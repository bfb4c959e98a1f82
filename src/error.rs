//! Error kinds surfaced by the protocol engine. See spec §7.

use thiserror::Error;

/// Errors raised anywhere in the `rtas` runtime.
///
/// After any of these escapes a call, the [`Engine`](crate::engine::Engine)
/// that raised it must be considered unusable: none of these are recovered
/// silently and the protocol does not retry.
#[derive(Debug, Error)]
pub enum RtasError {
    /// A "host:port" string did not parse.
    #[error("address {0:?} is not valid")]
    Address(String),

    /// Binding the local listening socket failed.
    #[error("failed to bind {addr}: {source}")]
    Bind {
        /// The address that failed to bind.
        addr: String,
        /// Underlying I/O error.
        #[source]
        source: std::io::Error,
    },

    /// Dialing a peer failed.
    #[error("failed to connect to {peer} at {addr}: {source}")]
    Connect {
        /// Peer name we tried to reach.
        peer: String,
        /// Address we tried to reach.
        addr: String,
        /// Underlying I/O error.
        #[source]
        source: std::io::Error,
    },

    /// The connection handshake (address claim) failed its checks.
    #[error("handshake failed: {0}")]
    Handshake(String),

    /// A read or write exceeded the configured timeout.
    #[error("timed out waiting on {0}")]
    Timeout(String),

    /// A read or write failed on an already-established channel.
    #[error("transport error on channel to {peer}: {source}")]
    Transport {
        /// Peer the channel belonged to.
        peer: String,
        /// Underlying I/O error.
        #[source]
        source: std::io::Error,
    },

    /// A received frame failed to deserialize, or its header did not match
    /// the header the caller expected.
    #[error("envelope error: {0}")]
    Envelope(String),

    /// An illegal operand combination (mixing Shared with Private, mismatched
    /// Private owners, missing shape, etc).
    #[error("protocol error: {0}")]
    Protocol(String),

    /// Bad engine configuration (e.g. fewer than three parties supplied).
    #[error("configuration error: {0}")]
    Configuration(String),
}

/// Convenience alias used throughout the crate.
pub type Result<T> = std::result::Result<T, RtasError>;
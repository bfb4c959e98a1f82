//! Beaver triple generation, run by P2. See spec §4.3 ("Triple generator").

use crate::tensor::Tensor;
use rand::Rng;
use serde::{Deserialize, Serialize};

/// One party's share of a Beaver triple `(u_i, v_i, w_i)` such that
/// `u_0+u_1=U`, `v_0+v_1=V`, `w_0+w_1=f(U,V)` for the bilinear kernel `f`
/// the triple was generated for.
#[derive(Debug, Clone, Serialize, Deserialize)]
pub struct Triple<T: Tensor> {
    /// This party's share of `U`.
    pub u: T,
    /// This party's share of `V`.
    pub v: T,
    /// This party's share of `W = f(U, V)`.
    pub w: T,
}

/// Generate one Beaver triple, split into the two compute parties' shares.
///
/// `u_0, u_1 ~ N(0, sigma, shape_x)` and `v_0, v_1 ~ N(0, sigma, shape_y)` are
/// drawn from fresh generators; `W = f(u_0+u_1, v_0+v_1)`; `w_0 ~ N(0,
/// sigma^2, shape(W))`; `w_1 = W - w_0`. The elevated standard deviation for
/// `w` reflects that the product's variance is roughly `sigma^2 * sigma^2`.
pub fn generate_one<T, F>(
    shape_x: &[usize],
    shape_y: &[usize],
    f: F,
    share_std: f64,
    rng: &mut impl Rng,
) -> (Triple<T>, Triple<T>)
where
    T: Tensor,
    F: Fn(&T, &T) -> T,
{
    let u0 = T::normal(0.0, share_std, shape_x, rng);
    let u1 = T::normal(0.0, share_std, shape_x, rng);
    let v0 = T::normal(0.0, share_std, shape_y, rng);
    let v1 = T::normal(0.0, share_std, shape_y, rng);

    let u_sum = u0.clone() + u1.clone();
    let v_sum = v0.clone() + v1.clone();
    let w = f(&u_sum, &v_sum);

    let w_shape = w.shape();
    let w0 = T::normal(0.0, share_std * share_std, &w_shape, rng);
    let w1 = w - w0.clone();

    (Triple { u: u0, v: v0, w: w0 }, Triple { u: u1, v: v1, w: w1 })
}

/// Generate a batch of `count` triples, returning `(P0's triples, P1's
/// triples)` in matching order.
pub fn generate_batch<T, F>(
    shape_x: &[usize],
    shape_y: &[usize],
    f: F,
    share_std: f64,
    count: usize,
    rng: &mut impl Rng,
) -> (Vec<Triple<T>>, Vec<Triple<T>>)
where
    T: Tensor,
    F: Fn(&T, &T) -> T,
{
    let mut p0 = Vec::with_capacity(count);
    let mut p1 = Vec::with_capacity(count);
    for _ in 0..count {
        let (t0, t1) = generate_one(shape_x, shape_y, &f, share_std, rng);
        p0.push(t0);
        p1.push(t1);
    }
    (p0, p1)
}
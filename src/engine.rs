//! The protocol engine: value construction, reveal, linear, and product.
//! See spec §4.3.

use crate::barrier;
use crate::config::Config;
use crate::envelope::{self, header};
use crate::error::RtasError;
use crate::party::{AddressMap, Party};
use crate::tensor::Tensor;
use crate::transport::{self, Transport};
use crate::triples::{self, Triple};
use crate::value::{Mode, Value};
use rand::SeedableRng;
use rand_chacha::ChaCha20Rng;
use serde::{de::DeserializeOwned, Serialize};
use std::collections::{BTreeSet, HashMap, VecDeque};
use std::net::TcpStream;
use std::sync::Mutex;

/// A batch of triples cached under one tag on a compute party, tagged with
/// the shapes/kernel it was generated for so a caller can't accidentally
/// reuse the tag for an incompatible stream (spec §9, "Triple cache keying").
struct TripleBucket<T: Tensor> {
    shape_x: Vec<usize>,
    shape_y: Vec<usize>,
    kernel_id: String,
    queue: VecDeque<Triple<T>>,
}

/// The same bookkeeping on P2, which holds a counter rather than the
/// triples themselves.
struct P2Bucket {
    shape_x: Vec<usize>,
    shape_y: Vec<usize>,
    kernel_id: String,
    remaining: usize,
}

fn check_bucket_key(
    tag: &str,
    shape_x: &[usize],
    shape_y: &[usize],
    kernel_id: &str,
    existing_shape_x: &[usize],
    existing_shape_y: &[usize],
    existing_kernel_id: &str,
) -> Result<(), RtasError> {
    if shape_x != existing_shape_x || shape_y != existing_shape_y || kernel_id != existing_kernel_id {
        return Err(RtasError::Protocol(format!(
            "triple_source {tag:?} already used with shapes {existing_shape_x:?}/{existing_shape_y:?} \
             and kernel {existing_kernel_id:?}, but was called again with {shape_x:?}/{shape_y:?} and {kernel_id:?}"
        )));
    }
    Ok(())
}

fn barrier_result(errs: Vec<RtasError>) -> Result<(), RtasError> {
    if errs.is_empty() {
        return Ok(());
    }
    Err(RtasError::Protocol(format!(
        "{} parallel branch(es) failed: {}",
        errs.len(),
        errs.iter().map(|e| e.to_string()).collect::<Vec<_>>().join("; ")
    )))
}

fn owner_set(owner: &[Party]) -> BTreeSet<Party> {
    owner.iter().copied().collect()
}

/// Send `obj` under `header` on a raw stream clone — used inside
/// [`barrier`] branches that need their own socket handle.
fn send_on<U: Serialize>(stream: &mut TcpStream, peer: Party, hdr: &str, obj: &U) -> Result<(), RtasError> {
    let bytes = envelope::encode(hdr, obj)?;
    transport::write_frame(stream, &bytes).map_err(|e| transport::classify_io_error(peer, e))
}

/// Receive an object under `header` on a raw stream clone.
fn recv_on<U: DeserializeOwned>(stream: &mut TcpStream, peer: Party, hdr: &str) -> Result<U, RtasError> {
    let bytes = transport::read_frame(stream).map_err(|e| transport::classify_io_error(peer, e))?;
    envelope::decode(&bytes, hdr)
}

/// The protocol engine: one instance per party, driving the value algebra
/// over a fixed transport.
pub struct Engine<T: Tensor> {
    transport: Transport,
    map: AddressMap,
    party: Party,
    config: Config,
    /// Synced generator, present on P0 and P1 after `set_up`.
    synced_prng: Option<ChaCha20Rng>,
    triple_queues: HashMap<String, TripleBucket<T>>,
    triple_counters: HashMap<String, P2Bucket>,
}
use serde::Serialize;
use tokio::time::{timeout, Instant};
use tracing::{info, instrument, warn};

use crate::config::VerifierConfig;
use crate::error::{VerifyError, VerifyResult};
use crate::fetch::{ContentFetcher, FetchSession};
use crate::schema::SchemaValidator;

/// Binary outcome handed back to the ledger.
#[derive(Debug, Clone, Copy, PartialEq, Eq, Serialize)]
#[serde(rename_all = "lowercase")]
pub enum Verdict {
    Verified,
    Rejected,
}

impl Verdict {
    pub fn is_verified(self) -> bool {
        self == Verdict::Verified
    }

    /// 32-byte big-endian unsigned word: 1 for verified, 0 for rejected.
    pub fn encode(self) -> [u8; 32] {
        let mut word = [0u8; 32];
        word[31] = self.is_verified() as u8;
        word
    }
}

/// Fetches a schema and a data document and checks one against the other,
/// under the configured ceilings. Every failure is a rejection.
pub struct Verifier<F: ContentFetcher> {
    fetcher: F,
    config: VerifierConfig,
    validator: SchemaValidator,
}

impl<F: ContentFetcher> Verifier<F> {
    pub fn new(fetcher: F, config: VerifierConfig) -> Self {
        let validator = SchemaValidator::new(config.limits.max_depth);
        Self {
            fetcher,
            config,
            validator,
        }
    }

    /// Run the routine and fold any failure into [`Verdict::Rejected`].
    pub async fn verify(
        &self,
        data_cid: &str,
        schema_cid: &str,
        gateway_override: Option<&str>,
    ) -> Verdict {
        match self.evaluate(data_cid, schema_cid, gateway_override).await {
            Ok(()) => Verdict::Verified,
            Err(_) => Verdict::Rejected,
        }
    }

    /// Run the routine and keep the reason for a rejection.
    ///
    /// The total ceiling covers both fetches and schema validation.
    #[instrument(skip(self))]
    pub async fn evaluate(
        &self,
        data_cid: &str,
        schema_cid: &str,
        gateway_override: Option<&str>,
    ) -> VerifyResult<()> {
        let total = self.config.limits.total_timeout;
        let deadline = Instant::now() + total;
        let outcome = match timeout(
            total,
            self.run(data_cid, schema_cid, gateway_override, deadline),
        )
        .await
        {
            Ok(outcome) => outcome,
            Err(_) => Err(VerifyError::TotalTimeout),
        };

        match &outcome {
            Ok(()) => info!("verified"),
            Err(err) if err.is_violation() => info!(reason = %err, "rejected"),
            Err(err) => warn!(reason = %err, "rejected"),
        }
        outcome
    }

    async fn run(
        &self,
        data_cid: &str,
        schema_cid: &str,
        gateway_override: Option<&str>,
        deadline: Instant,
    ) -> VerifyResult<()> {
        let mut session = FetchSession::new(
            &self.fetcher,
            &self.config.gateways,
            gateway_override,
            &self.config.limits,
        );

        // Schema first: an unreachable schema can never produce acceptance.
        let schema = session.fetch_json(schema_cid).await?;
        let data = session.fetch_json(data_cid).await?;
        self.validator.validate_until(&schema, &data, deadline)
    }
}
//! # Reentrancy Guard
//!
//! Boolean flag in the calling contract's instance storage, held for the
//! duration of every state-changing entry point. Each contract has its own
//! flag, so the registry → custodian call chain does not trip it; only a
//! second entry into the *same* contract does.
//!
//! On `panic!` or an `Err` return Soroban rolls back every write of the
//! invocation, so early error returns after [`acquire`] cannot leave the
//! flag stuck.

use soroban_sdk::{contracttype, Env};

#[contracttype]
#[derive(Clone)]
enum GuardKey {
    ReentrancyGuard,
}

/// Acquire the reentrancy guard.
///
/// # Panics
/// Panics with `"Reentrancy detected"` if the guard is already held.
pub fn acquire(env: &Env) {
    if env.storage().instance().has(&GuardKey::ReentrancyGuard) {
        panic!("Reentrancy detected");
    }
    env.storage()
        .instance()
        .set(&GuardKey::ReentrancyGuard, &true);
}

/// Release the reentrancy guard. Call on every success path.
pub fn release(env: &Env) {
    env.storage().instance().remove(&GuardKey::ReentrancyGuard);
}

#[cfg(test)]
pub fn is_active(env: &Env) -> bool {
    env.storage().instance().has(&GuardKey::ReentrancyGuard)
}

···

Description of the task :: Using the material above, report each line where "derive" occurs.

Reply to the exercise ::
#[derive(Debug, Error)]
#[derive(Debug, Clone, Serialize, Deserialize)]
#[derive(Debug, Clone, Copy, PartialEq, Eq, Serialize)]
#[derive(Clone)]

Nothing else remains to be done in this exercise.